## What needs to be done
Indicate, with the number alone, how many lines in the listing below hold the string "never".

## Data under study
BEGIN
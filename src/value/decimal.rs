//! Decimal parsing and formatting rules.

use std::str::FromStr;

use rust_decimal::{Decimal, RoundingStrategy};
use serde::{Deserialize, Serialize};

/// Rounding rule applied when scaling a parsed decimal.
#[derive(Debug, Clone, Copy, PartialEq, Eq, Serialize, Deserialize)]
pub enum Rounding {
    /// Round half away from zero (the "schoolbook" rule).
    HalfUp,
    /// Round half toward zero.
    HalfDown,
    /// Round half to the nearest even digit (banker's rounding).
    HalfEven,
    /// Always round away from zero.
    Up,
    /// Always round toward zero (truncate).
    Down,
    /// Round toward negative infinity.
    Floor,
    /// Round toward positive infinity.
    Ceiling,
}

impl Rounding {
    fn strategy(self) -> RoundingStrategy {
        match self {
            Self::HalfUp => RoundingStrategy::MidpointAwayFromZero,
            Self::HalfDown => RoundingStrategy::MidpointTowardZero,
            Self::HalfEven => RoundingStrategy::MidpointNearestEven,
            Self::Up => RoundingStrategy::AwayFromZero,
            Self::Down => RoundingStrategy::ToZero,
            Self::Floor => RoundingStrategy::ToNegativeInfinity,
            Self::Ceiling => RoundingStrategy::ToPositiveInfinity,
        }
    }
}

/// Parse/format rules for decimal fields: fixed output scale, optional total
/// precision cap, a rounding rule, and optional inclusive bounds.
///
/// Parsing scales and rounds the value, then range-checks; exceeding the
/// precision cap or the bounds fails. Formatting always re-scales to the
/// configured scale, so `format(parse(x))` has a stable number of fraction
/// digits.
#[derive(Debug, Clone, PartialEq, Serialize, Deserialize)]
pub struct DecimalSpec {
    scale: u32,
    max_precision: Option<u32>,
    rounding: Rounding,
    min: Option<Decimal>,
    max: Option<Decimal>,
    allow_blank: bool,
}

impl DecimalSpec {
    /// A spec with the given output scale, HALF_UP rounding, no precision cap,
    /// no bounds, blanks allowed.
    pub fn new(scale: u32) -> Self {
        Self {
            scale,
            max_precision: None,
            rounding: Rounding::HalfUp,
            min: None,
            max: None,
            allow_blank: true,
        }
    }

    /// Cap the total number of digits (integer + fraction) after scaling.
    pub fn with_max_precision(mut self, precision: u32) -> Self {
        self.max_precision = Some(precision);
        self
    }

    pub fn with_rounding(mut self, rounding: Rounding) -> Self {
        self.rounding = rounding;
        self
    }

    /// Inclusive lower bound.
    pub fn with_min(mut self, min: Decimal) -> Self {
        self.min = Some(min);
        self
    }

    /// Inclusive upper bound.
    pub fn with_max(mut self, max: Decimal) -> Self {
        self.max = Some(max);
        self
    }

    /// Whether a blank raw value is accepted (parses to null).
    pub fn with_allow_blank(mut self, allow: bool) -> Self {
        self.allow_blank = allow;
        self
    }

    pub fn scale(&self) -> u32 {
        self.scale
    }

    /// Parse a raw cell. `Ok(None)` means a permitted blank.
    pub fn parse(&self, raw: &str) -> Result<Option<Decimal>, String> {
        let trimmed = raw.trim();
        if trimmed.is_empty() {
            return if self.allow_blank {
                Ok(None)
            } else {
                Err("blank value not allowed".to_string())
            };
        }

        let parsed = Decimal::from_str(trimmed).map_err(|e| e.to_string())?;
        let mut scaled = parsed.round_dp_with_strategy(self.scale, self.rounding.strategy());
        scaled.rescale(self.scale);

        if let Some(precision) = self.max_precision {
            if digit_count(&scaled) > precision {
                return Err(format!(
                    "value {scaled} exceeds maximum precision {precision}"
                ));
            }
        }
        if let Some(min) = self.min {
            if scaled < min {
                return Err(format!("value {scaled} is below minimum {min}"));
            }
        }
        if let Some(max) = self.max {
            if scaled > max {
                return Err(format!("value {scaled} is above maximum {max}"));
            }
        }
        Ok(Some(scaled))
    }

    /// Format a value at the configured scale. `None` formats as the empty
    /// string whatever `allow_blank` says.
    pub fn format(&self, value: Option<&Decimal>) -> String {
        match value {
            Some(v) => {
                let mut scaled = v.round_dp_with_strategy(self.scale, self.rounding.strategy());
                scaled.rescale(self.scale);
                scaled.to_string()
            }
            None => String::new(),
        }
    }
}

impl Default for DecimalSpec {
    fn default() -> Self {
        Self::new(2)
    }
}

/// Total digits of the scaled value (integer digits + scale).
fn digit_count(value: &Decimal) -> u32 {
    let digits = value.mantissa().unsigned_abs().to_string().len() as u32;
    // A mantissa shorter than the scale still occupies `scale` fraction digits
    // (e.g. 0.05 at scale 2 has mantissa "5").
    digits.max(value.scale())
}

#[cfg(test)]
mod tests {
    use super::*;

    fn d(s: &str) -> Decimal {
        Decimal::from_str(s).unwrap()
    }

    #[test]
    fn half_up_rounding_at_scale_two() {
        let spec = DecimalSpec::new(2);
        assert_eq!(spec.parse("1.234").unwrap(), Some(d("1.23")));
        assert_eq!(spec.parse("1.235").unwrap(), Some(d("1.24")));
    }

    #[test]
    fn format_rescales_and_formats_null_as_empty() {
        let spec = DecimalSpec::new(2).with_allow_blank(false);
        assert_eq!(spec.format(Some(&d("7"))), "7.00");
        // Null formats to "" regardless of allow_blank; only parse enforces it.
        assert_eq!(spec.format(None), "");
        assert!(spec.parse(" ").is_err());
    }

    #[test]
    fn precision_and_bounds_are_enforced() {
        let spec = DecimalSpec::new(2).with_max_precision(4);
        assert_eq!(spec.parse("12.34").unwrap(), Some(d("12.34")));
        assert!(spec.parse("123.45").unwrap_err().contains("precision"));

        let spec = DecimalSpec::new(2).with_min(d("0.00")).with_max(d("100.00"));
        assert!(spec.parse("-0.01").is_err());
        assert!(spec.parse("100.01").is_err());
        assert_eq!(spec.parse("100.00").unwrap(), Some(d("100.00")));
    }
}
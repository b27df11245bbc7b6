//! Bulk row writing: header emission, BOM, and flush-on-drop.

use std::fs::File;
use std::io::{BufWriter, Write};
use std::path::Path;

use crate::config::CsvConfig;
use crate::encoding::Charset;
use crate::error::{CsvError, CsvResult};
use crate::record::{Headers, Row};
use crate::syntax::CsvPrinter;

/// Writes dialect-correct CSV text with header handling on top of
/// [`CsvPrinter`].
///
/// Output is always UTF-8; when the config enables BOM writing, a UTF-8 BOM
/// is emitted before any content. The underlying sink is flushed on every
/// exit path: explicitly via [`CsvWriter::flush`] / [`CsvWriter::into_inner`],
/// and best-effort on drop.
pub struct CsvWriter<W: Write> {
    // `None` only after `into_inner` has moved the sink out.
    printer: Option<CsvPrinter<W>>,
    config: CsvConfig,
    header_written: bool,
    started: bool,
}

impl CsvWriter<BufWriter<File>> {
    /// Write to a file, creating or truncating it.
    pub fn from_path(path: impl AsRef<Path>, config: CsvConfig) -> CsvResult<Self> {
        let file = File::create(path)?;
        Ok(Self::from_writer(BufWriter::new(file), config))
    }
}

impl<W: Write> CsvWriter<W> {
    /// Write to an arbitrary sink.
    pub fn from_writer(sink: W, config: CsvConfig) -> Self {
        let printer = CsvPrinter::new(sink, config.dialect().clone());
        Self {
            printer: Some(printer),
            config,
            header_written: false,
            started: false,
        }
    }

    /// The policy in force.
    pub fn config(&self) -> &CsvConfig {
        &self.config
    }

    /// Write the header row. May be called at most once; a second call fails
    /// with [`CsvError::Header`].
    ///
    /// Names are validated the same way parsed headers are (trimmed,
    /// non-blank, case-insensitively unique).
    pub fn write_header<S: AsRef<str>>(&mut self, names: &[S]) -> CsvResult<()> {
        if self.header_written {
            return Err(CsvError::header("header already written"));
        }
        let headers = Headers::new(names.iter().map(|s| s.as_ref()))?;
        self.ensure_bom()?;
        let names: Vec<&str> = headers.iter().collect();
        self.printer_mut().write_row(&names)?;
        self.header_written = true;
        Ok(())
    }

    /// Write one row of raw cells.
    pub fn write_row<S: AsRef<str>>(&mut self, cells: &[S]) -> CsvResult<()> {
        self.ensure_bom()?;
        self.printer_mut().write_row(cells)
    }

    /// Write a [`Row`], extracting its values in header order. Null cells are
    /// written as empty strings.
    pub fn write_record(&mut self, row: &Row) -> CsvResult<()> {
        let cells: Vec<&str> = row
            .values()
            .iter()
            .map(|v| v.as_deref().unwrap_or(""))
            .collect();
        self.write_row(&cells)
    }

    /// Write every row from a source.
    pub fn write_all_rows<'a, T>(&mut self, rows: T) -> CsvResult<()>
    where
        T: IntoIterator<Item = &'a Row>,
    {
        for row in rows {
            self.write_record(row)?;
        }
        Ok(())
    }

    /// Flush the underlying sink.
    pub fn flush(&mut self) -> CsvResult<()> {
        self.printer_mut().flush()
    }

    /// Flush and return the underlying sink.
    pub fn into_inner(mut self) -> CsvResult<W> {
        let printer = self.printer.take().expect("sink already taken");
        printer.into_inner()
    }

    fn ensure_bom(&mut self) -> CsvResult<()> {
        if !self.started {
            self.started = true;
            if self.config.write_bom() {
                self.printer_mut().write_raw(Charset::Utf8.bom())?;
            }
        }
        Ok(())
    }

    fn printer_mut(&mut self) -> &mut CsvPrinter<W> {
        self.printer.as_mut().expect("sink already taken")
    }
}

impl<W: Write> Drop for CsvWriter<W> {
    fn drop(&mut self) {
        if let Some(printer) = self.printer.as_mut() {
            let _ = printer.flush();
        }
    }
}
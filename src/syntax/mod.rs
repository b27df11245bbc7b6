//! The syntax layer: tokenizer, serializer, and their character plumbing.
//!
//! - [`CsvParser`]: dialect-driven FSM tokenizer producing rows of raw fields
//! - [`CsvPrinter`]: its exact inverse, writing dialect-correct escaped text
//! - [`chars`]: lookahead character sources the tokenizer consumes

pub mod chars;
pub mod parser;
pub mod printer;

pub use chars::{CharSource, StrChars, Utf8CharReader};
pub use parser::CsvParser;
pub use printer::CsvPrinter;
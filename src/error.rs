use thiserror::Error;

use crate::value::ValueError;

/// Convenience result type for CSV operations.
pub type CsvResult<T> = Result<T, CsvError>;

/// Error type returned across the crate.
///
/// This is a single error enum shared by the tokenizer, serializer, reader,
/// writer, and typed-value layers.
#[derive(Debug, Error)]
pub enum CsvError {
    /// Underlying I/O error (e.g. file not found, permission denied).
    #[error("io error: {0}")]
    Io(#[from] std::io::Error),

    /// Invalid dialect or reader/writer configuration.
    #[error("invalid configuration: {message}")]
    Config { message: String },

    /// Malformed quoting or structure in the input text. Fatal to the current
    /// `read_row` call; the stream position is unspecified afterwards.
    #[error("parse error at line {line}: {message}")]
    Parse { line: u64, message: String },

    /// Header-related failure (duplicate/blank column names, row shape that
    /// cannot be bound to the headers, double header write).
    #[error("header error: {message}")]
    Header { message: String },

    /// A cell could not be parsed into or formatted from its field type.
    #[error(transparent)]
    Value(#[from] ValueError),

    /// Byte input could not be decoded under the requested or detected charset.
    #[error("charset error: {message}")]
    Charset { message: String },
}

impl CsvError {
    pub(crate) fn config(message: impl Into<String>) -> Self {
        Self::Config {
            message: message.into(),
        }
    }

    pub(crate) fn parse(line: u64, message: impl Into<String>) -> Self {
        Self::Parse {
            line,
            message: message.into(),
        }
    }

    pub(crate) fn header(message: impl Into<String>) -> Self {
        Self::Header {
            message: message.into(),
        }
    }

    pub(crate) fn charset(message: impl Into<String>) -> Self {
        Self::Charset {
            message: message.into(),
        }
    }
}
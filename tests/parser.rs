use csv_dialects::syntax::CsvParser;
use csv_dialects::Dialect;

fn rows(text: &str, dialect: Dialect) -> Vec<Vec<String>> {
    CsvParser::from_str(text, dialect).read_all().unwrap()
}

fn row(cells: &[&str]) -> Vec<String> {
    cells.iter().map(|s| s.to_string()).collect()
}

#[test]
fn newline_variants_normalize_to_one_record_each() {
    for dialect in [Dialect::rfc4180(), Dialect::excel()] {
        for input in ["a\r\nb\r\nc", "a\nb\nc", "a\rb\rc"] {
            let got = rows(input, dialect.clone());
            assert_eq!(
                got,
                vec![row(&["a"]), row(&["b"]), row(&["c"])],
                "input {input:?} under {dialect:?}"
            );
        }
    }
}

#[test]
fn empty_input_yields_end_of_stream_immediately() {
    let mut p = CsvParser::from_str("", Dialect::rfc4180());
    assert_eq!(p.read_row().unwrap(), None);
}

#[test]
fn final_record_without_trailing_newline_is_returned_in_full() {
    assert_eq!(
        rows("a,b\nc,d", Dialect::rfc4180()),
        vec![row(&["a", "b"]), row(&["c", "d"])]
    );
}

#[test]
fn trailing_delimiter_produces_a_final_empty_field() {
    assert_eq!(rows("a,", Dialect::rfc4180()), vec![row(&["a", ""])]);
    assert_eq!(rows("a,\n", Dialect::rfc4180()), vec![row(&["a", ""])]);
}

#[test]
fn blank_physical_line_is_a_one_element_record() {
    assert_eq!(
        rows("a\n\nb\n", Dialect::rfc4180()),
        vec![row(&["a"]), row(&[""]), row(&["b"])]
    );
}

#[test]
fn quoted_fields_keep_delimiters_and_newlines() {
    let got = rows("\"a,b\",\"c\nd\"\n", Dialect::rfc4180());
    assert_eq!(got, vec![row(&["a,b", "c\nd"])]);
}

#[test]
fn doubled_quote_encodes_one_literal_quote() {
    let got = rows("\"he said \"\"hi\"\"\"\n", Dialect::rfc4180());
    assert_eq!(got, vec![row(&["he said \"hi\""])]);
}

#[test]
fn rfc4180_rejects_text_after_closing_quote() {
    let err = CsvParser::from_str("\"a\"b\n", Dialect::rfc4180())
        .read_row()
        .unwrap_err();
    assert!(err.to_string().contains("after closing quote"));
}

#[test]
fn rfc4180_rejects_quote_inside_unquoted_field() {
    let err = CsvParser::from_str("a\"b\n", Dialect::rfc4180())
        .read_row()
        .unwrap_err();
    assert!(err.to_string().contains("unexpected quote"));
}

#[test]
fn rfc4180_rejects_unterminated_quote_at_eof() {
    let err = CsvParser::from_str("\"never closed", Dialect::rfc4180())
        .read_row()
        .unwrap_err();
    assert!(err.to_string().contains("unterminated"));
}

#[test]
fn excel_skips_whitespace_around_quoted_fields() {
    let got = rows("a, \"b c\" ,d\r\n", Dialect::excel());
    assert_eq!(got, vec![row(&["a", "b c", "d"])]);
}

#[test]
fn excel_treats_stray_quotes_as_literal() {
    let got = rows("5\" pipe,b\r\n", Dialect::excel());
    assert_eq!(got, vec![row(&["5\" pipe", "b"])]);
}

#[test]
fn excel_reinterprets_text_after_closing_quote_as_unquoted() {
    let got = rows("\"ab\"cd,e\r\n", Dialect::excel());
    assert_eq!(got, vec![row(&["abcd", "e"])]);
}

#[test]
fn excel_semicolon_delimits_on_semicolons() {
    let got = rows("a;b,c\r\n", Dialect::excel_semicolon());
    assert_eq!(got, vec![row(&["a", "b,c"])]);
}

#[test]
fn tsv_has_no_quoting_at_all() {
    let got = rows("a\t\"b\"\tc\n", Dialect::tsv());
    assert_eq!(got, vec![row(&["a", "\"b\"", "c"])]);
}

#[test]
fn json_csv_backslash_escapes_delimiter_and_quote() {
    let got = rows("a\\,b,c\n", Dialect::json_csv());
    assert_eq!(got, vec![row(&["a,b", "c"])]);

    let got = rows("\"a\\\"b\"\n", Dialect::json_csv());
    assert_eq!(got, vec![row(&["a\"b"])]);
}

#[test]
fn json_csv_tolerates_unbalanced_quote_at_eof() {
    let got = rows("a,\"never closed", Dialect::json_csv());
    assert_eq!(got, vec![row(&["a", "never closed"])]);
}

#[test]
fn line_numbers_advance_per_logical_newline() {
    let mut p = CsvParser::from_str("a\r\nb\nc", Dialect::rfc4180());
    assert_eq!(p.line(), 1);
    p.read_row().unwrap();
    assert_eq!(p.line(), 2);
    p.read_row().unwrap();
    assert_eq!(p.line(), 3);
}

#[test]
fn custom_dialect_with_pipe_delimiter() {
    let dialect = Dialect::builder().delimiter('|').build().unwrap();
    let got = rows("a|b|\"c|d\"\n", dialect);
    assert_eq!(got, vec![row(&["a", "b", "c|d"])]);
}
END
## Worked solution
3